══ DATA PROVIDED
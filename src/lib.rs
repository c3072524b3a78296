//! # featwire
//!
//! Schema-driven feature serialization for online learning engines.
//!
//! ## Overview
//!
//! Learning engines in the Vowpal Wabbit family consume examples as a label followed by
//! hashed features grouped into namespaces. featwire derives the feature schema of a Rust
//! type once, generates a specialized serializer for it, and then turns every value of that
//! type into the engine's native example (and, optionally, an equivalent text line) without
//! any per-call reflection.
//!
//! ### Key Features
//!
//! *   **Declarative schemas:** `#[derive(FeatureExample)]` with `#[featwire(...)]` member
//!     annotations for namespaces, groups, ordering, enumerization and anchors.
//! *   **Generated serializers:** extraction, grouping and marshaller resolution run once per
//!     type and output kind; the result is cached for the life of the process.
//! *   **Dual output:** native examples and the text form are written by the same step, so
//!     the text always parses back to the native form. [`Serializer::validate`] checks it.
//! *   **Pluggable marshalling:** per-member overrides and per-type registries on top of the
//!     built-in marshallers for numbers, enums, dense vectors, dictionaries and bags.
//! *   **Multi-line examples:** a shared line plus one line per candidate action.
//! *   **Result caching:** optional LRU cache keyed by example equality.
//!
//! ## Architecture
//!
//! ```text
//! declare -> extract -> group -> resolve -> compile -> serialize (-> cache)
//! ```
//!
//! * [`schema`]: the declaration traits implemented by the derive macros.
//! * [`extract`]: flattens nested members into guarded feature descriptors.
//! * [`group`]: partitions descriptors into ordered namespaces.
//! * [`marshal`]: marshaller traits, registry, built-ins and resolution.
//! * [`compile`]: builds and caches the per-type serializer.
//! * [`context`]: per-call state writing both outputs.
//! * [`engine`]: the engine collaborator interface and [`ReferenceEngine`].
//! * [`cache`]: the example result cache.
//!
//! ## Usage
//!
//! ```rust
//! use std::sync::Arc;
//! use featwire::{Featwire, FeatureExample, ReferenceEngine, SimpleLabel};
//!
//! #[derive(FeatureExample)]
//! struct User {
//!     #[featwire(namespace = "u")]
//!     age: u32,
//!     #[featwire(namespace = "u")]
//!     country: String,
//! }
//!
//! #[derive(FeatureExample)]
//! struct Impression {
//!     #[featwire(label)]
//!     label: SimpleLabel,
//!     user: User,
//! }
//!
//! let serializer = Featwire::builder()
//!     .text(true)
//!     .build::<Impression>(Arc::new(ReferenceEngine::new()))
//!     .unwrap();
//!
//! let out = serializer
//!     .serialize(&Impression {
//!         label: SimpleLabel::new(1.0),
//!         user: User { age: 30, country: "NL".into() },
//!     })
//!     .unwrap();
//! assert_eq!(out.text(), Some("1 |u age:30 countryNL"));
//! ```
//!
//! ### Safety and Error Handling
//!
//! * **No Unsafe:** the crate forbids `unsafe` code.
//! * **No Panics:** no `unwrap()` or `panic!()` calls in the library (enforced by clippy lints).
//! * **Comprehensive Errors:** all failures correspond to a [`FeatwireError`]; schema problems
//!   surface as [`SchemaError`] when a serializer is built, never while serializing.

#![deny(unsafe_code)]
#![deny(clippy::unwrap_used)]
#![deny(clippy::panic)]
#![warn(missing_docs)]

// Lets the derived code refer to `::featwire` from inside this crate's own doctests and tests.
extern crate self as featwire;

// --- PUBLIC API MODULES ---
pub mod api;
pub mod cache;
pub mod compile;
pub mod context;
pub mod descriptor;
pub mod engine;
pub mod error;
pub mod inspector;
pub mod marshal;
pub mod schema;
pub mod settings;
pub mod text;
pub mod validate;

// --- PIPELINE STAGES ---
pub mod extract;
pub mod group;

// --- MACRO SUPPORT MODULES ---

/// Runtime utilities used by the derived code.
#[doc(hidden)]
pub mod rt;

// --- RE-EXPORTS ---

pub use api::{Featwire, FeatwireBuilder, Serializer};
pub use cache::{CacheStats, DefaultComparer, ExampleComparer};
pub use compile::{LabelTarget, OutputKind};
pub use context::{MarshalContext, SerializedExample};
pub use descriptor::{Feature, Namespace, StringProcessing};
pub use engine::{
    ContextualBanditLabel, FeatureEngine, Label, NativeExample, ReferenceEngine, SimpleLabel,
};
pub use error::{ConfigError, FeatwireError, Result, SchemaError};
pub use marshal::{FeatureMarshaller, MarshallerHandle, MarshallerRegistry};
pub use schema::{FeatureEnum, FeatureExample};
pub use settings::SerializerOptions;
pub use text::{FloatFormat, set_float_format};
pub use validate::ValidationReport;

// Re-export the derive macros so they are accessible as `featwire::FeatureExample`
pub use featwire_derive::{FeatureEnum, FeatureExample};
════
**AIM OF THE TASK**
Print out the whole listing exactly as it appears.

**SOLUTION TO THIS PROBLEM**
filename src/lib.rs
repository c3072524b3a78296
//! # featwire
//!
//! Schema-driven feature serialization for online learning engines.
//!
//! ## Overview
//!
//! Learning engines in the Vowpal Wabbit family consume examples as a label followed by
//! hashed features grouped into namespaces. featwire derives the feature schema of a Rust
//! type once, generates a specialized serializer for it, and then turns every value of that
//! type into the engine's native example (and, optionally, an equivalent text line) without
//! any per-call reflection.
//!
//! ### Key Features
//!
//! *   **Declarative schemas:** `#[derive(FeatureExample)]` with `#[featwire(...)]` member
//!     annotations for namespaces, groups, ordering, enumerization and anchors.
//! *   **Generated serializers:** extraction, grouping and marshaller resolution run once per
//!     type and output kind; the result is cached for the life of the process.
//! *   **Dual output:** native examples and the text form are written by the same step, so
//!     the text always parses back to the native form. [`Serializer::validate`] checks it.
//! *   **Pluggable marshalling:** per-member overrides and per-type registries on top of the
//!     built-in marshallers for numbers, enums, dense vectors, dictionaries and bags.
//! *   **Multi-line examples:** a shared line plus one line per candidate action.
//! *   **Result caching:** optional LRU cache keyed by example equality.
//!
//! ## Architecture
//!
//! ```text
//! declare -> extract -> group -> resolve -> compile -> serialize (-> cache)
//! ```
//!
//! * [`schema`]: the declaration traits implemented by the derive macros.
//! * [`extract`]: flattens nested members into guarded feature descriptors.
//! * [`group`]: partitions descriptors into ordered namespaces.
//! * [`marshal`]: marshaller traits, registry, built-ins and resolution.
//! * [`compile`]: builds and caches the per-type serializer.
//! * [`context`]: per-call state writing both outputs.
//! * [`engine`]: the engine collaborator interface and [`ReferenceEngine`].
//! * [`cache`]: the example result cache.
//!
//! ## Usage
//!
//! ```rust
//! use std::sync::Arc;
//! use featwire::{Featwire, FeatureExample, ReferenceEngine, SimpleLabel};
//!
//! #[derive(FeatureExample)]
//! struct User {
//!     #[featwire(namespace = "u")]
//!     age: u32,
//!     #[featwire(namespace = "u")]
//!     country: String,
//! }
//!
//! #[derive(FeatureExample)]
//! struct Impression {
//!     #[featwire(label)]
//!     label: SimpleLabel,
//!     user: User,
//! }
//!
//! let serializer = Featwire::builder()
//!     .text(true)
//!     .build::<Impression>(Arc::new(ReferenceEngine::new()))
//!     .unwrap();
//!
//! let out = serializer
//!     .serialize(&Impression {
//!         label: SimpleLabel::new(1.0),
//!         user: User { age: 30, country: "NL".into() },
//!     })
//!     .unwrap();
//! assert_eq!(out.text(), Some("1 |u age:30 countryNL"));
//! ```
//!
//! ### Safety and Error Handling
//!
//! * **No Unsafe:** the crate forbids `unsafe` code.
//! * **No Panics:** no `unwrap()` or `panic!()` calls in the library (enforced by clippy lints).
//! * **Comprehensive Errors:** all failures correspond to a [`FeatwireError`]; schema problems
//!   surface as [`SchemaError`] when a serializer is built, never while serializing.

#![deny(unsafe_code)]
#![deny(clippy::unwrap_used)]
#![deny(clippy::panic)]
#![warn(missing_docs)]

// Lets the derived code refer to `::featwire` from inside this crate's own doctests and tests.
extern crate self as featwire;

// --- PUBLIC API MODULES ---
pub mod api;
pub mod cache;
pub mod compile;
pub mod context;
pub mod descriptor;
pub mod engine;
pub mod error;
pub mod inspector;
pub mod marshal;
pub mod schema;
pub mod settings;
pub mod text;
pub mod validate;

// --- PIPELINE STAGES ---
pub mod extract;
pub mod group;

// --- MACRO SUPPORT MODULES ---

/// Runtime utilities used by the derived code.
#[doc(hidden)]
pub mod rt;

// --- RE-EXPORTS ---

pub use api::{Featwire, FeatwireBuilder, Serializer};
pub use cache::{CacheStats, DefaultComparer, ExampleComparer};
pub use compile::{LabelTarget, OutputKind};
pub use context::{MarshalContext, SerializedExample};
pub use descriptor::{Feature, Namespace, StringProcessing};
pub use engine::{
    ContextualBanditLabel, FeatureEngine, Label, NativeExample, ReferenceEngine, SimpleLabel,
};
pub use error::{ConfigError, FeatwireError, Result, SchemaError};
pub use marshal::{FeatureMarshaller, MarshallerHandle, MarshallerRegistry};
pub use schema::{FeatureEnum, FeatureExample};
pub use settings::SerializerOptions;
pub use text::{FloatFormat, set_float_format};
pub use validate::ValidationReport;

// Re-export the derive macros so they are accessible as `featwire::FeatureExample`
pub use featwire_derive::{FeatureEnum, FeatureExample};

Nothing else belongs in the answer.